Dell has included eight PCIe slots, which allows any type of connectivity solution to be configured.

The modular architecture allows channel partners and customers to configure it for a variety of solutions, Payne said.

"They can combine compute and storage in different ways, such as direct-attach storage for VMware or Hadoop, or using CPU-heavy InfiniBand in a high-performance computing configuration for test and development," he said. "This normally requires up to five different architectures with some vendors. We can do it with a single architecture."
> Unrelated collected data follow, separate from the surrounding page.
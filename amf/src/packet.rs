use crate::AmfValue;

/// Header of an AMF0 remoting packet.
#[derive(Debug, Clone, PartialEq)]
pub struct AmfHeader {
    pub name: String,
    /// Receiver must reject the packet if it doesn't understand this header.
    pub must_understand: bool,
    pub value: AmfValue,
}

impl AmfHeader {
    pub fn new(name: impl Into<String>, must_understand: bool, value: impl Into<AmfValue>) -> Self {
        Self {
            name: name.into(),
            must_understand,
            value: value.into(),
        }
    }
}

/// Message (remote call) of an AMF0 remoting packet.
#[derive(Debug, Clone, PartialEq)]
pub struct AmfMessage {
    /// Service and method to call, e.g. `"service.method"`.
    pub target_uri: String,
    /// Where the response should be delivered, e.g. `"/1"`.
    pub response_uri: String,
    /// Call arguments, written as a strict array.
    pub body: Vec<AmfValue>,
}

impl AmfMessage {
    pub fn new(
        target_uri: impl Into<String>,
        response_uri: impl Into<String>,
        body: Vec<AmfValue>,
    ) -> Self {
        Self {
            target_uri: target_uri.into(),
            response_uri: response_uri.into(),
            body,
        }
    }
}
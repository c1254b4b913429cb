mod encoding;


pub(crate) use encoding::Amf3EncoderState;

const UNDEFINED: u8 = 0x00;
const NULL: u8 = 0x01;
const FALSE: u8 = 0x02;
const TRUE: u8 = 0x03;
const INTEGER: u8 = 0x04;
const DOUBLE: u8 = 0x05;
const STRING: u8 = 0x06;
const XML_DOC: u8 = 0x07;
const DATE: u8 = 0x08;
const ARRAY: u8 = 0x09;
const OBJECT: u8 = 0x0A;
const XML: u8 = 0x0B;
const BYTE_ARRAY: u8 = 0x0C;

/// Inline traits of a dynamic object without sealed members.
const DYNAMIC_TRAITS: u8 = 0b1011;

/// Empty inline string: anonymous class name and end of dynamic members.
const EMPTY_STRING: u8 = 0x01;

/// `U29D` value marking an inline date.
const DATE_VALUE: u32 = 0x01;
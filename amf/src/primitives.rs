//! Codecs shared by both dialects: U29 varints, doubles and length checks.

use bytes::BufMut;

use crate::EncodingError;

pub(crate) const U29_MAX: u32 = (1 << 29) - 1;

/// Largest length that fits a U29 together with its inline flag bit.
pub(crate) const U28_MAX: u32 = (1 << 28) - 1;

pub(crate) const I29_MIN: i32 = -(1 << 28);
pub(crate) const I29_MAX: i32 = U29_MAX as i32;

const NAN_BITS: u64 = 0xFFF8_0000_0000_0000;

/// Returns the value as an AMF3 integer if it is integral and in range.
///
/// The upper bound is `2^29 - 1`, so values in `[2^28, 2^29 - 1]` are written
/// as integers even though decoders read them back as negative numbers.
pub(crate) fn as_i29(n: f64) -> Option<i32> {
    if n.fract() == 0.0 && n >= I29_MIN as f64 && n <= I29_MAX as f64 {
        Some(n as i32)
    } else {
        None
    }
}

pub(crate) fn put_u29<B: BufMut>(buf: &mut B, mut u29: u32) -> Result<(), EncodingError> {
    const ONE_BYTE_MAX: u32 = 2u32.pow(7) - 1;
    const TWO_BYTE_MAX: u32 = 2u32.pow(14) - 1;
    const THREE_BYTE_MAX: u32 = 2u32.pow(21) - 1;

    match u29 {
        n if n <= ONE_BYTE_MAX => {
            buf.put_u8(n as u8);
        }
        n if n <= TWO_BYTE_MAX => {
            let second = (u29 & 0x7F) as u8;
            u29 >>= 7;
            let first = 0x80 | (u29 & 0x7F) as u8;
            buf.put_slice(&[first, second]);
        }
        n if n <= THREE_BYTE_MAX => {
            let third = (u29 & 0x7F) as u8;
            u29 >>= 7;
            let second = 0x80 | (u29 & 0x7F) as u8;
            u29 >>= 7;
            let first = 0x80 | (u29 & 0x7F) as u8;
            buf.put_slice(&[first, second, third]);
        }
        n if n <= U29_MAX => {
            // last byte carries 8 bits
            let fourth = (u29 & 0xFF) as u8;
            u29 >>= 8;
            let third = 0x80 | (u29 & 0x7F) as u8;
            u29 >>= 7;
            let second = 0x80 | (u29 & 0x7F) as u8;
            u29 >>= 7;
            let first = 0x80 | (u29 & 0x7F) as u8;
            buf.put_slice(&[first, second, third, fourth]);
        }
        n => return Err(EncodingError::OutOfRangeU29(n)),
    }
    Ok(())
}

pub(crate) fn put_i29<B: BufMut>(buf: &mut B, i29: i32) -> Result<(), EncodingError> {
    if !(I29_MIN..=I29_MAX).contains(&i29) {
        return Err(EncodingError::OutOfRangeInteger(i29));
    }
    put_u29(buf, (i29 as u32) & U29_MAX)
}

/// Writes a length with the AMF3 inline flag set (`len << 1 | 1`).
pub(crate) fn put_inline_len<B: BufMut>(buf: &mut B, len: usize) -> Result<(), EncodingError> {
    put_u29(buf, ((len as u32) << 1) | 0b1)
}

/// Big-endian IEEE-754 double. NaN is always written as `FF F8 00 .. 00`.
pub(crate) fn put_double<B: BufMut>(buf: &mut B, d: f64) {
    if d.is_nan() {
        buf.put_u64(NAN_BITS);
    } else {
        buf.put_f64(d);
    }
}

pub(crate) fn check_string_len(len: usize, max: usize) -> Result<(), EncodingError> {
    if len > max {
        return Err(EncodingError::StringTooLong { len, max });
    }
    Ok(())
}

pub(crate) fn check_array_len(len: usize, max: usize) -> Result<(), EncodingError> {
    if len > max {
        return Err(EncodingError::ArrayTooLong { len, max });
    }
    Ok(())
}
NEXT: Going For Maximum Flexibility With Dell PowerEdge FX

Dell has been talking about the PowerEdge FX architecture under NDA for about a year but waited for the release of its new 13G (13th generation) servers before releasing it, said Michael Tanenhaus, principal at Mavenspire, an Annapolis, Md.-based solution provider and longtime Dell channel partner.

"This is not a niche solution," Tanenhaus told CRN. "It's a new computing architecture building block with CPU and storage options to make it a converged solution. If you want a virtualized data center with four servers connected to Ethernet or Fibre Channel storage, you can do it. Or you can configure it as a hyper-converged infrastructure solution or use as a way to reduce rack space."

Dell's decision to make the eight PCIe slots separate from the server modules was a good idea, Tanenhaus said. This allows, for instance, the servers to work with Dell Fluid Cache for SAN, a technology that ties the flash storage of multiple servers into a pool of high-performance storage for mission-critical applications. "That's a lot of flexibility," he said.

Dell is right in calling the FX an architecture, and not a server, Tanenhaus said. "When we go to customers, we talk solutions," he said. "The industry today is really hot on converged infrastructure, space-saving and software-defined. I look at it this way: When you go to a customer site, do you sell servers, or what customers will do with them?"

Tanenhaus said that when Cisco talks about UCS, it talks about the Cisco vision, not servers. "The FX will be similar," he said.

Mike Davis, vice president of technology at Broadleaf Services, a Billerica, Mass.-based solution provider and Dell channel partner, said he is glad to see Dell's new PowerEdge FX start to compete alongside the HP Moonshot and the Cisco M-Series.

The Cisco M-Series features a single-processor module with up to 16 cores, making them very discrete machines, while the Dell PowerEdge FX will be more CPU-rich and memory-rich, Davis said.

"And, with PCIe, Dell can jack it up with lots of GPUs," he said. "It sounds like tremendous flexibility in a very small footprint."

The Dell PowerEdge FX is a true data-center-in-a-box, said Chris Pace, founder and CEO of Centre Technologies, a Houston-based solution provider and Dell channel partner.

The new PowerEdge FX gives a glimpse at how Dell is investing in the future of IT, Pace told CRN.

NEXT: Dell Shows New Focus On Innovation

"Even last year with the VRTX, we could see Dell is doing a lot more with R&D," Pace said. "The FX is a new move to solve customer requirements. Dell's products have gotten more innovative over the past year than I have ever seen."

Customers are looking to increase the efficiency of their operations with such capabilities as connecting ever-more virtual machines to shared storage environments, Payne said. But as they move forward, they have to deal with new ways to deliver IT, including software-defined storage for virtualized or private cloud workloads, which makes direct-attach storage important, he said.

The Dell PowerEdge architecture, including the PowerEdge FX2 chassis and a couple of initial server cartridges, is slated to start shipping in December. Other server cartridges are expected to ship in the first half of 2015. Beta units are currently being tested by customers, Payne said.